Casi 30 años después del fin del apartheid, sin leyes que limiten los derechos políticos y sociales de las personas no blancas, Suráfrica es uno de los países más desiguales del mundo, según el coeficiente de Gini. Desigual pero atractivo para los empobrecidos vecinos (Zimbabue, Mozambique), cuyos habitantes sueñan con emigrar a una Suráfrica que es la potencia regional y la segunda economía del continente después de Nigeria, que la cuadriplica en población.

 

«Magashule recuerda que el poder financiero sigue en manos de blancos, una minoría en el país del arco iris que aún controla los grandes consorcios»

 

La frustración generada por el desempleo y la precariedad en los servicios, a pesar de la construcción de unos cuatro millones de viviendas sociales y las inversiones en salud y educación, son munición utilizada por el sector populista, en el pasado Winnie Mandela, después Malema y ahora Magashule, que ataca la política económica y recuerda que el poder financiero sigue en manos de blancos. En efecto, los blancos, una minoría en el país del arco iris, controlan los grandes consorcios, aunque se debe reconocer el acceso de personas negras en la dirección de grandes empresas y en la categoría de empresarios de éxito, entre ellos el propio Ramaphosa.
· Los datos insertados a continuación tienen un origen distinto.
#![deny(
    unsafe_code,
    missing_docs,
    dead_code,
    unused_results,
    non_snake_case,
    unreachable_pub
)]

//! Host-side lifecycle shared by every world event coordinator.
//!
//! A coordinator is a long-running task owned by one player: it is polled on
//! every host tick until it reports [`Poll::Done`], and it can be aborted or
//! shut down from outside at any time. [`CoordinatorSet`] keeps at most one
//! coordinator of a kind per player.

use std::{collections::BTreeMap, time::Duration};

use questline_core::{ConfigError, EntityId};
use questline_world::EntityHost;

/// Why a coordinator finished.
#[derive(Clone, Copy, Debug, PartialEq, Eq)]
pub enum Outcome {
    /// The task reached its goal.
    Completed,
    /// The owning player disappeared or died.
    PlayerLost,
    /// The task was aborted from outside.
    Aborted,
    /// The task never started because its configuration was unusable.
    Rejected,
}

/// Result of polling a coordinator.
#[derive(Clone, Copy, Debug, PartialEq, Eq)]
pub enum Poll {
    /// The coordinator needs further polls.
    Pending,
    /// The coordinator finished and can be dropped.
    Done(Outcome),
}

impl Poll {
    /// Reports whether the coordinator finished.
    #[must_use]
    pub const fn is_done(&self) -> bool {
        matches!(self, Self::Done(_))
    }
}

/// What happens to entities a coordinator still tracks when it shuts down.
#[derive(Clone, Copy, Debug, PartialEq, Eq)]
pub enum Disposal {
    /// Leave tracked entities in the world.
    Release,
    /// Kill every tracked entity.
    KillTracked,
}

/// Long-running host task owned by a single player.
pub trait Coordinator {
    /// Player the coordinator works for.
    fn owner(&self) -> EntityId;

    /// Rejects configurations that could never run.
    fn validate(&self) -> Result<(), ConfigError> {
        Ok(())
    }

    /// Advances the task by `dt`.
    fn poll(&mut self, dt: Duration, host: &mut dyn EntityHost) -> Poll;

    /// Requests the task to stop. The next poll reports [`Outcome::Aborted`].
    fn abort(&mut self);

    /// Releases every host resource the task holds.
    fn shutdown(&mut self, host: &mut dyn EntityHost, disposal: Disposal);
}

/// Coordinators of one kind, keyed by their owner.
#[derive(Debug)]
pub struct CoordinatorSet<C> {
    running: BTreeMap<EntityId, C>,
}

impl<C> Default for CoordinatorSet<C> {
    fn default() -> Self {
        Self {
            running: BTreeMap::new(),
        }
    }
}

impl<C: Coordinator> CoordinatorSet<C> {
    /// Creates an empty set.
    #[must_use]
    pub fn new() -> Self {
        Self::default()
    }

    /// Starts a coordinator, shutting down the one its owner already runs.
    ///
    /// An invalid coordinator is rejected and the running one is kept.
    pub fn start(&mut self, coordinator: C, host: &mut dyn EntityHost) -> Result<(), ConfigError> {
        let owner = coordinator.owner();
        if let Err(error) = coordinator.validate() {
            log::warn!("rejected coordinator for player {}: {error}", owner.get());
            return Err(error);
        }
        if let Some(mut previous) = self.running.insert(owner, coordinator) {
            log::debug!("replacing coordinator of player {}", owner.get());
            previous.shutdown(host, Disposal::Release);
        }
        log::info!("started coordinator for player {}", owner.get());
        Ok(())
    }

    /// Stops the coordinator of `player`, leaving its entities alive.
    pub fn stop(&mut self, player: EntityId, host: &mut dyn EntityHost) -> bool {
        let Some(mut coordinator) = self.running.remove(&player) else {
            return false;
        };
        coordinator.shutdown(host, Disposal::Release);
        log::info!("stopped coordinator of player {}", player.get());
        true
    }

    /// Aborts the coordinator of `player`. It is dropped on the next poll.
    pub fn abort(&mut self, player: EntityId) -> bool {
        self.running
            .get_mut(&player)
            .map(Coordinator::abort)
            .is_some()
    }

    /// Polls every coordinator in owner order and drops the finished ones.
    pub fn poll_all(&mut self, dt: Duration, host: &mut dyn EntityHost) -> Vec<(EntityId, Outcome)> {
        let mut finished = Vec::new();
        for (owner, coordinator) in &mut self.running {
            if let Poll::Done(outcome) = coordinator.poll(dt, host) {
                finished.push((*owner, outcome));
            }
        }
        for (owner, outcome) in &finished {
            if let Some(mut coordinator) = self.running.remove(owner) {
                coordinator.shutdown(host, Disposal::Release);
            }
            log::info!("coordinator of player {} finished: {outcome:?}", owner.get());
        }
        finished
    }

    /// Shuts every coordinator down and kills what they tracked.
    pub fn reset(&mut self, host: &mut dyn EntityHost) {
        for (_, mut coordinator) in std::mem::take(&mut self.running) {
            coordinator.shutdown(host, Disposal::KillTracked);
        }
    }

    /// Coordinator run by `player`.
    #[must_use]
    pub fn get(&self, player: EntityId) -> Option<&C> {
        self.running.get(&player)
    }

    /// Whether `player` runs a coordinator.
    #[must_use]
    pub fn contains(&self, player: EntityId) -> bool {
        self.running.contains_key(&player)
    }

    /// Number of running coordinators.
    #[must_use]
    pub fn len(&self) -> usize {
        self.running.len()
    }

    /// Whether no coordinator runs.
    #[must_use]
    pub fn is_empty(&self) -> bool {
        self.running.is_empty()
    }
}

#[cfg(test)]
mod tests {
    use super::*;
    use questline_core::{EntityClassId, EntityRole, Vec3};
    use questline_world::{EntityObserver, SimWorld, SpawnOrder};

    #[derive(Debug)]
    struct Stub {
        owner: EntityId,
        polls_left: u32,
        tracked: Vec<EntityId>,
        aborted: bool,
        valid: bool,
    }

    impl Stub {
        fn new(owner: EntityId, polls_left: u32) -> Self {
            Self {
                owner,
                polls_left,
                tracked: Vec::new(),
                aborted: false,
                valid: true,
            }
        }
    }

    impl Coordinator for Stub {
        fn owner(&self) -> EntityId {
            self.owner
        }

        fn validate(&self) -> Result<(), ConfigError> {
            if self.valid {
                Ok(())
            } else {
                Err(ConfigError::ZeroNeededKills)
            }
        }

        fn poll(&mut self, _dt: Duration, host: &mut dyn EntityHost) -> Poll {
            if self.aborted {
                return Poll::Done(Outcome::Aborted);
            }
            if !host.is_alive(self.owner) {
                return Poll::Done(Outcome::PlayerLost);
            }
            if self.polls_left == 0 {
                return Poll::Done(Outcome::Completed);
            }
            self.polls_left -= 1;
            Poll::Pending
        }

        fn abort(&mut self) {
            self.aborted = true;
        }

        fn shutdown(&mut self, host: &mut dyn EntityHost, disposal: Disposal) {
            if disposal == Disposal::KillTracked {
                for entity in self.tracked.drain(..) {
                    host.kill(entity);
                }
            }
        }
    }

    fn enemy(world: &mut SimWorld, owner: EntityId) -> EntityId {
        world
            .spawn(SpawnOrder {
                class: EntityClassId::new(4),
                role: EntityRole::Enemy,
                position: Vec3::new(10.0, 70.0, 0.0),
                yaw_degrees: 0.0,
                velocity: Vec3::ZERO,
                spawned_by: Some(owner),
            })
            .expect("spawn inside bounds")
    }

    #[test]
    fn finished_coordinators_are_dropped() {
        let mut world = SimWorld::default();
        let player = world.add_player(Vec3::new(0.0, 70.0, 0.0), 1);
        let mut set = CoordinatorSet::new();
        set.start(Stub::new(player, 1), &mut world).expect("valid");

        let dt = Duration::from_millis(250);
        assert!(set.poll_all(dt, &mut world).is_empty());
        assert_eq!(
            set.poll_all(dt, &mut world),
            vec![(player, Outcome::Completed)]
        );
        assert!(set.is_empty());
    }

    #[test]
    fn restarting_replaces_the_running_coordinator() {
        let mut world = SimWorld::default();
        let player = world.add_player(Vec3::new(0.0, 70.0, 0.0), 1);
        let mut set = CoordinatorSet::new();
        set.start(Stub::new(player, 5), &mut world).expect("valid");
        set.start(Stub::new(player, 9), &mut world).expect("valid");
        assert_eq!(set.len(), 1);
        assert_eq!(set.get(player).map(|stub| stub.polls_left), Some(9));
    }

    #[test]
    fn invalid_coordinator_keeps_the_previous_one() {
        let mut world = SimWorld::default();
        let player = world.add_player(Vec3::new(0.0, 70.0, 0.0), 1);
        let mut set = CoordinatorSet::new();
        set.start(Stub::new(player, 5), &mut world).expect("valid");

        let mut broken = Stub::new(player, 1);
        broken.valid = false;
        assert_eq!(
            set.start(broken, &mut world),
            Err(ConfigError::ZeroNeededKills)
        );
        assert_eq!(set.get(player).map(|stub| stub.polls_left), Some(5));
    }

    #[test]
    fn abort_is_reported_on_next_poll() {
        let mut world = SimWorld::default();
        let player = world.add_player(Vec3::new(0.0, 70.0, 0.0), 1);
        let mut set = CoordinatorSet::new();
        set.start(Stub::new(player, 5), &mut world).expect("valid");
        assert!(set.abort(player));
        assert!(!set.abort(EntityId::new(404)));
        assert_eq!(
            set.poll_all(Duration::ZERO, &mut world),
            vec![(player, Outcome::Aborted)]
        );
    }

    #[test]
    fn reset_kills_tracked_entities() {
        let mut world = SimWorld::default();
        let player = world.add_player(Vec3::new(0.0, 70.0, 0.0), 1);
        let minion = enemy(&mut world, player);
        let mut stub = Stub::new(player, 5);
        stub.tracked.push(minion);

        let mut set = CoordinatorSet::new();
        set.start(stub, &mut world).expect("valid");
        assert!(!set.stop(EntityId::new(404), &mut world));
        set.reset(&mut world);
        assert!(set.is_empty());
        assert!(!world.is_alive(minion));
    }

    #[test]
    fn stop_releases_tracked_entities() {
        let mut world = SimWorld::default();
        let player = world.add_player(Vec3::new(0.0, 70.0, 0.0), 1);
        let minion = enemy(&mut world, player);
        let mut stub = Stub::new(player, 5);
        stub.tracked.push(minion);

        let mut set = CoordinatorSet::new();
        set.start(stub, &mut world).expect("valid");
        assert!(set.stop(player, &mut world));
        assert!(world.is_alive(minion));
    }
}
Con la vista puesta en las elecciones municipales, previstas en octubre pero que pueden ser aplazadas por la pandemia, Ramaphosa apuesta por un ingreso mínimo vital, que sería concedido a las personas desempleadas. La medida, discutida en el seno del gobierno, es un gesto hacia los sindicatos, que reclaman acciones sociales para aliviar los efectos de la crisis, y un parche para los desempleados y sus familias, votantes en gran parte de un CNA lastrado por la corrupción. A un año vista, Ramaphosa confía en la Conferencia Nacional del partido, que debe elegir el candidato a las elecciones del 2024. Pero puede ser tan reñida como la celebrada en diciembre de 2017, cuando Ramaphosa ganó por los pelos (2.440 votos frente a 2.261) a Nkosazana Dlamini Zuma, ministra en varias ocasiones y exesposa de Jacob.